‘In 2008, as the financial
crisis picked up steam, one by one the big bank Wall Street CEOs came forward
to assure everyone that “everything is fine” and that their banks were “well
capitalized.”
Anyone who did a bit of actual
research knew this was not the case. But a large component of corporate
(and political) leadership is to maintain confidence and calm no matter how bad
things get.
As a result of this, in May 2008
alone, executives at Citigroup, Goldman Sachs, JP Morgan, Lehman Brothers, and
Merrill Lynch all stated that the worst was over for financials. That’s
right, in just one month executives at ALL of these firms issued proclamations
that everything was just dandy for the banks.

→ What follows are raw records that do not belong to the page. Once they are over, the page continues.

use std::io;
use std::path::PathBuf;

use thiserror::Error;

use crate::response::StatusCode;

/// Error returned by a route handler. Any error type converts into it with `?`.
pub type HandlerError = Box<dyn std::error::Error + Send + Sync>;

pub type Result<T> = std::result::Result<T, Error>;

/// Failures that can occur while building or serving a request.
#[derive(Debug, Error)]
pub enum Error {
    /// The configured static root does not exist. Fatal at startup.
    #[error("static file directory does not exist: {}", .0.display())]
    StaticRootMissing(PathBuf),

    /// Reading from the connection failed for a reason other than end-of-stream.
    #[error("connection i/o error: {0}")]
    Io(#[from] io::Error),

    /// A registered route handler returned an error or panicked.
    #[error("handler failed: {0}")]
    Handler(String),

    /// No route and no regular file for the path.
    #[error("static file not found: {0}")]
    NotFound(String),
}

impl Error {
    /// Status the dispatcher answers with when this error reaches it.
    pub fn status(&self) -> StatusCode {
        match self {
            Error::NotFound(_) => StatusCode::NotFound,
            Error::Io(_) | Error::Handler(_) | Error::StaticRootMissing(_) => {
                StatusCode::InternalServerError
            }
        }
    }
}
use minihttpd::request::read_request;
use minihttpd::*;

#[cfg(test)]
mod decode_path_tests {
    use super::*;

    #[test]
    fn test_percent_and_plus_decoding() {
        assert_eq!(decode_path("a%20b+c"), "a b c");
        assert_eq!(decode_path("/hello%2Fworld"), "/hello/world");
        assert_eq!(decode_path("/caf%C3%A9.html"), "/café.html");
    }

    #[test]
    fn test_short_tail_passes_through() {
        assert_eq!(decode_path("%"), "%");
        assert_eq!(decode_path("%4"), "%4");
        assert_eq!(decode_path("/file%"), "/file%");
        assert_eq!(decode_path("/file%2"), "/file%2");
    }

    #[test]
    fn test_escape_at_very_end_is_decoded() {
        assert_eq!(decode_path("/a%41"), "/aA");
        assert_eq!(decode_path("%41"), "A");
    }

    #[test]
    fn test_invalid_hex_reads_leading_digits_only() {
        // "4z" reads as 4, "zz" as 0, both characters consumed either way
        assert_eq!(decode_path("%4zok"), "\u{4}ok");
        assert_eq!(decode_path("%zzok"), "\u{0}ok");
    }

    #[test]
    fn test_signed_pair_reads_like_strtol() {
        assert_eq!(decode_path("%+5x"), "\u{5}x");
        assert_eq!(decode_path("% 7x"), "\u{7}x");
        assert_eq!(decode_path("%+zx"), "\u{0}x");
        // -1 wraps to 0xff, which is not valid UTF-8 on its own
        assert_eq!(decode_path("%-1x"), "\u{fffd}x");
    }

    #[test]
    fn test_clean_input_unchanged() {
        let clean = "/static/css/main.css";
        assert_eq!(decode_path(clean), clean);
        assert_eq!(decode_path(""), "");
    }

    #[test]
    fn test_not_decoded_twice() {
        // %2520 is a literal "%20" once decoded, not a space
        assert_eq!(decode_path("%2520"), "%20");
    }
}

#[cfg(test)]
mod request_line_tests {
    use super::*;

    const SIMPLE: &str = "GET /foo HTTP/1.1\r\nHost: x\r\n\r\n";

    #[test]
    fn test_method_and_path() {
        assert_eq!(extract_method(SIMPLE), "GET");
        assert_eq!(extract_path(SIMPLE), "/foo");
    }

    #[test]
    fn test_empty_and_whitespace_input() {
        assert_eq!(extract_method(""), "");
        assert_eq!(extract_path(""), "");
        assert_eq!(extract_method("   \r\n "), "");
        assert_eq!(extract_path("GET"), "");
    }

    #[test]
    fn test_only_ascii_whitespace_separates_tokens() {
        let request = "GET /a\u{a0}b.txt HTTP/1.1\r\n\r\n";
        assert_eq!(extract_path(request), "/a\u{a0}b.txt");
        assert_eq!(extract_method("GE\u{85}T /x HTTP/1.1"), "GE\u{85}T");
    }

    #[test]
    fn test_path_is_raw() {
        assert_eq!(extract_path("GET /a%20b HTTP/1.1\r\n"), "/a%20b");
    }

    #[test]
    fn test_extra_whitespace_between_tokens() {
        assert_eq!(extract_method("  POST \t /submit   HTTP/1.0"), "POST");
        assert_eq!(extract_path("  POST \t /submit   HTTP/1.0"), "/submit");
    }
}

#[cfg(test)]
mod header_and_body_tests {
    use super::*;

    const FULL: &str = "GET / HTTP/1.1\r\nHost: x\r\nX-Y: z\r\n\r\nbody";

    #[test]
    fn test_parse_headers() {
        let headers = parse_headers(FULL);
        assert_eq!(headers.len(), 2);
        assert_eq!(headers.get("Host").map(String::as_str), Some("x"));
        assert_eq!(headers.get("X-Y").map(String::as_str), Some("z"));
    }

    #[test]
    fn test_extract_body() {
        assert_eq!(extract_body(FULL), "body");
    }

    #[test]
    fn test_missing_separator_means_empty_body() {
        assert_eq!(extract_body("GET / HTTP/1.1\r\nHost: x\r\n"), "");
        assert_eq!(extract_body(""), "");
    }

    #[test]
    fn test_body_keeps_later_blank_lines() {
        assert_eq!(extract_body("POST / HTTP/1.1\r\n\r\na\r\n\r\nb"), "a\r\n\r\nb");
    }

    #[test]
    fn test_headers_stop_at_blank_line() {
        let headers = parse_headers("GET / HTTP/1.1\r\nA: 1\r\n\r\nB: 2\r\n");
        assert!(headers.contains_key("A"));
        assert!(!headers.contains_key("B"), "body lines must not become headers");
    }

    #[test]
    fn test_lines_without_separator_skipped() {
        let headers = parse_headers("GET / HTTP/1.1\r\nbroken\r\nNoSpace:value\r\nOk: yes\r\n\r\n");
        assert_eq!(headers.len(), 1);
        assert_eq!(headers.get("Ok").map(String::as_str), Some("yes"));
    }

    #[test]
    fn test_header_names_are_case_sensitive() {
        let headers = parse_headers("GET / HTTP/1.1\r\nhost: a\r\nHost: b\r\n\r\n");
        assert_eq!(headers.get("host").map(String::as_str), Some("a"));
        assert_eq!(headers.get("Host").map(String::as_str), Some("b"));
    }

    #[test]
    fn test_duplicate_header_last_wins() {
        let headers = parse_headers("GET / HTTP/1.1\r\nX: 1\r\nX: 2\r\n\r\n");
        assert_eq!(headers.get("X").map(String::as_str), Some("2"));
    }

    #[test]
    fn test_value_splits_on_first_separator_only() {
        let headers = parse_headers("GET / HTTP/1.1\r\nX-Time: 12: 30\r\n\r\n");
        assert_eq!(headers.get("X-Time").map(String::as_str), Some("12: 30"));
    }
}

#[cfg(test)]
mod request_parse_tests {
    use super::*;

    #[test]
    fn test_full_request() {
        let request = Request::parse(b"POST /a+b%21 HTTP/1.1\r\nContent-Type: text/plain\r\n\r\nhello");
        assert_eq!(request.method, "POST");
        assert_eq!(request.path, "/a b!");
        assert_eq!(
            request.headers.get("Content-Type").map(String::as_str),
            Some("text/plain")
        );
        assert_eq!(request.body, "hello");
    }

    #[test]
    fn test_garbage_degrades_to_empty_fields() {
        let request = Request::parse(&[0xff, 0xfe, 0x00]);
        assert!(request.headers.is_empty());
        assert_eq!(request.body, "");
        assert_eq!(request.path, "");

        let empty = Request::parse(b"");
        assert_eq!(empty, Request::default());
    }

    #[tokio::test]
    async fn test_single_read_is_capped() {
        let big = vec![b'a'; READ_BUFFER_SIZE * 3];
        let mut conn: &[u8] = &big;

        let raw = read_request(&mut conn).await.unwrap();
        assert_eq!(raw.len(), READ_BUFFER_SIZE);
    }

    #[tokio::test]
    async fn test_end_of_stream_is_empty_request() {
        let mut conn = tokio::io::empty();
        let raw = read_request(&mut conn).await.unwrap();
        assert!(raw.is_empty());
    }
}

The market took about five
months to realize the truth, at which point these firms imploded taking the
market with them.
I bring this up because we’re
seeing this same game played out on a much larger scale in Europe today.
Starting in November, various political bigwigs from the EU, whether it be
Germany’s Finance Minister Wolfgang Schauble, France’s Prime Minister Francois
Hollande, of Spain’s Prime Minister Mariano Rajoy have all stated that the EU
Crisis is either over… or that at least the worst of it is over.
It’s rather incredible when you
consider the complete and utter failure of these folks to solve the debt
problems for a country as small as Greece (which makes up only 2% of the EU’s
GDP).
Greece entered a crisis in 2010.
Three years later, its major banks are STILL insolvent, the Greece economy has
contracted over 20% (the sort of collapse Argentina saw in 2001 when its entire
financial system failed), and nothing has been fixed.
So… the EU, with the help of the
ECB, IMF, and the US Fed (QE 2 and 4 were basically EU bank bailouts in
disguise), COULDN’T SOLVE GREECE’S PROBLEMS. And we’re supposed to believe that
these folks can solve Spain, Italy or even France’s!?!
Let’s cut through the crap here.
The European banking system is a
complete and total disaster. Remember how bad Wall Street was in 2008? Europe’s
banks are many multiples worse than that. The US at least recapitalized its
banking system after the Crisis.
Europe hasn’t. At all. That’s
right, the banks in Europe have not raised capital to bring down their leverage
rations, which is why the ENTIRE EU BANKING SYSTEM IS LEVERAGED AT 26 TO 1.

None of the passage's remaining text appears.